This will have potentially significant consequences for how the P&L is managed and for your planning processes. Instead of functional leaders dictating exactly how many people they need and what tools they need to invest in, your outcome-oriented teams must make choices on the investments they need and what they need the functions to deliver for them. At the same time, functional excellence requirements will have to be considered based on the minimum quality standards, budgets, and plans of the outcome-oriented teams. Similarly, your outcome-oriented teams will need to define requirements and targets for business units to take into account during their planning activities (and vice versa). This shift in planning and budget management from the traditional matrix organization will require a rethink of the planning processes and mechanisms that enable governance and collaboration. Who leads the planning cycle, how budgets get finalized, who participates in business reviews during the year, and how decisions get made across the organization will all need to be reset to support the working of your new model. To free up the resources required for the organization’s differentiating capabilities, you will need to be ruthless in areas that should be “lights on” (which are necessary but which you should spend as little as possible on) and table stakes (where you need to be as good as competitors but not better). The change will likely require iteration and fine-tuning to bring along the required balance of power within the organization toward teams that truly collaborate to achieve value-creating outcomes.

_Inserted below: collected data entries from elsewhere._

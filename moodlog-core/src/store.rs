//! The record store: a handle on the single CSV backing file.

use crate::config::Config;
use crate::entry::MoodEntry;
use crate::records;
use anyhow::{Context, Result};
use chrono::{Local, Timelike};
use std::fs::{self, File};
use std::io::BufReader;
use std::path::{Path, PathBuf};

/// File name of the backing file inside the data directory.
const DATA_FILE_NAME: &str = "mood_log.csv";

/// The central struct for all record operations.
///
/// A `Store` holds the configuration and the backing-file path. Every
/// mutation rewrites the whole file and returns the new collection, so
/// callers re-render from the returned value.
#[derive(Debug)]
pub struct Store {
    pub config: Config,
    data_file: PathBuf,
}

impl Store {
    /// Creates a new `Store`, loading configuration from standard paths.
    pub fn new() -> Result<Self> {
        let config = Config::load()?;
        Self::with_config(config)
    }

    /// Creates a new `Store` with a specific `Config`.
    ///
    /// This also ensures that the data directory exists.
    pub fn with_config(config: Config) -> Result<Self> {
        fs::create_dir_all(&config.data_dir)
            .with_context(|| format!("creating {}", config.data_dir.display()))?;
        let data_file = config.data_dir.join(DATA_FILE_NAME);
        Ok(Self { config, data_file })
    }

    /// Path of the backing file.
    pub fn data_file(&self) -> &Path {
        &self.data_file
    }

    /// Reads the full collection from the backing file, newest first.
    ///
    /// A missing file is an empty collection. So is an unreadable or
    /// malformed one: a corrupt backing file degrades to "no entries"
    /// rather than an error the caller has to handle.
    pub fn load(&self) -> Vec<MoodEntry> {
        self.try_load().unwrap_or_default()
    }

    fn try_load(&self) -> Result<Vec<MoodEntry>> {
        if !self.data_file.exists() {
            return Ok(Vec::new());
        }
        let file = File::open(&self.data_file)
            .with_context(|| format!("opening {}", self.data_file.display()))?;
        records::read_entries(BufReader::new(file))
    }

    /// Rewrites the backing file with the full collection, header row first.
    pub fn save(&self, entries: &[MoodEntry]) -> Result<()> {
        let file = File::create(&self.data_file)
            .with_context(|| format!("writing {}", self.data_file.display()))?;
        records::write_entries(file, entries)
    }

    /// Adds a new entry stamped with the current local time, prepends it to
    /// the collection, saves, and returns the new full collection.
    ///
    /// The timestamp is truncated to whole seconds so the returned
    /// collection equals what a reload would produce.
    pub fn add(&self, mood: u8, tags: &str, notes: &str) -> Result<Vec<MoodEntry>> {
        let now = Local::now().naive_local();
        let timestamp = now.with_nanosecond(0).unwrap_or(now);
        let entry = MoodEntry {
            timestamp,
            mood,
            tags: tags.to_string(),
            notes: notes.to_string(),
        };

        let mut entries = self.load();
        entries.insert(0, entry);
        self.save(&entries)?;
        Ok(entries)
    }

    /// Removes the entry at `index` (positional, in current load order),
    /// saves, and returns the result. An out-of-range index returns the
    /// collection unchanged without touching the file.
    pub fn delete_at(&self, index: usize) -> Result<Vec<MoodEntry>> {
        let mut entries = self.load();
        if index < entries.len() {
            entries.remove(index);
            self.save(&entries)?;
        }
        Ok(entries)
    }

    /// Removes the backing file entirely if it exists.
    pub fn clear(&self) -> Result<()> {
        if self.data_file.exists() {
            fs::remove_file(&self.data_file)
                .with_context(|| format!("removing {}", self.data_file.display()))?;
        }
        Ok(())
    }
}

#[cfg(test)]
mod tests {
    use super::*;
    use crate::config::tests::mk_config;
    use std::fs;
    use tempfile::tempdir;

    fn mk_store_with_default() -> (Store, tempfile::TempDir) {
        let tmp = tempdir().unwrap();
        let root = tmp.path().join("moodlog");
        let cfg = mk_config(root);
        let store = Store::with_config(cfg).unwrap();
        (store, tmp)
    }

    #[test]
    fn add_then_load_round_trips_fields() {
        let (store, _tmp) = mk_store_with_default();
        let before = Local::now().naive_local().with_nanosecond(0).unwrap();

        store.add(4, "work, study", "rough day").unwrap();
        let after = Local::now().naive_local();

        let entries = store.load();
        assert_eq!(entries.len(), 1);
        let first = &entries[0];
        assert_eq!(first.mood, 4);
        assert_eq!(first.tags, "work, study");
        assert_eq!(first.notes, "rough day");
        assert!(first.timestamp >= before);
        assert!(first.timestamp <= after);
    }

    #[test]
    fn add_prepends_newest_first() {
        let (store, _tmp) = mk_store_with_default();
        store.add(3, "old", "").unwrap();
        let entries = store.add(9, "new", "").unwrap();

        assert_eq!(entries.len(), 2);
        assert_eq!(entries[0].tags, "new");
        assert_eq!(entries[1].tags, "old");
        assert_eq!(store.load(), entries);
    }

    #[test]
    fn delete_at_removes_exactly_one() {
        let (store, _tmp) = mk_store_with_default();
        store.add(5, "a", "").unwrap();
        store.add(6, "b", "").unwrap();
        store.add(7, "c", "").unwrap();

        let entries = store.delete_at(1).unwrap();
        assert_eq!(entries.len(), 2);
        assert_eq!(entries[0].tags, "c");
        assert_eq!(entries[1].tags, "a");
    }

    #[test]
    fn delete_at_twice_with_shifted_index_removes_two_distinct() {
        let (store, _tmp) = mk_store_with_default();
        store.add(5, "a", "").unwrap();
        store.add(6, "b", "").unwrap();
        store.add(7, "c", "").unwrap();

        // Deleting positions 0 and 1 of the original order: after the first
        // delete, the old index 2 has shifted to 1.
        store.delete_at(0).unwrap();
        let entries = store.delete_at(1).unwrap();
        assert_eq!(entries.len(), 1);
        assert_eq!(entries[0].tags, "b");
    }

    #[test]
    fn delete_at_out_of_range_leaves_file_unchanged() {
        let (store, _tmp) = mk_store_with_default();
        store.add(5, "a", "").unwrap();
        let before = fs::read(store.data_file()).unwrap();

        let entries = store.delete_at(5).unwrap();
        assert_eq!(entries.len(), 1);

        let after = fs::read(store.data_file()).unwrap();
        assert_eq!(before, after);
    }

    #[test]
    fn save_after_load_is_idempotent() {
        let (store, _tmp) = mk_store_with_default();
        store.add(5, "work", "first").unwrap();
        store.add(8, "family", "second").unwrap();

        let loaded = store.load();
        store.save(&loaded).unwrap();
        assert_eq!(store.load(), loaded);
    }

    #[test]
    fn clear_then_load_is_empty() {
        let (store, _tmp) = mk_store_with_default();
        store.add(5, "work", "").unwrap();
        assert!(store.data_file().exists());

        store.clear().unwrap();
        assert!(!store.data_file().exists());
        assert!(store.load().is_empty());
    }

    #[test]
    fn clear_without_backing_file_is_a_no_op() {
        let (store, _tmp) = mk_store_with_default();
        store.clear().unwrap();
    }

    #[test]
    fn load_with_missing_file_is_empty() {
        let (store, _tmp) = mk_store_with_default();
        assert!(store.load().is_empty());
    }

    #[test]
    fn load_with_malformed_file_is_empty() {
        let (store, _tmp) = mk_store_with_default();
        fs::write(
            store.data_file(),
            "timestamp,mood,tags,notes\nnot-a-date,high,work,\n",
        )
        .unwrap();

        assert!(store.load().is_empty());
    }
}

Redesign How You Define, Measure, and Reward Performance

To shift the focus of the organization toward building and scaling your differentiating capabilities, you will need to change the organization’s metrics to the outcomes you want to achieve. What metrics are appropriate depends on your specific situation. It could be time-to-market for new innovations, carbon footprint and sustainability impact, customer satisfaction, the impact you’re having on the success of the ecosystem as a whole, or (as in Microsoft’s case) customers’ consumption of services (a measure of whether customers are experiencing outcomes). One of the major changes Microsoft made was how it compensates its people. It’s no more about the value of the contract, but the customer’s consumption over time. The company measures consumption for all its customers, which enables leaders to engage individual salespeople in a discussion about the obstacles they face to get their customer to move forward. What Microsoft did—and what any company must do that aims to bring the capabilities-based organization to life—was to measure performance and compensate people based on specific outcomes, not on output.

Some organizations, like law firms and consulting firms, are even linking employee bonus incentives to the results their customers achieve. Instead of measuring and paying people solely based on how much revenue they generate, the firms include whether their clients achieved the results sought. These incentives require careful calibration, as client results may not accrue within the typical annual performance appraisal cycle. However, such incentives create a powerful mechanism to focus the organization on collaborating to achieve truly value-creating outcomes.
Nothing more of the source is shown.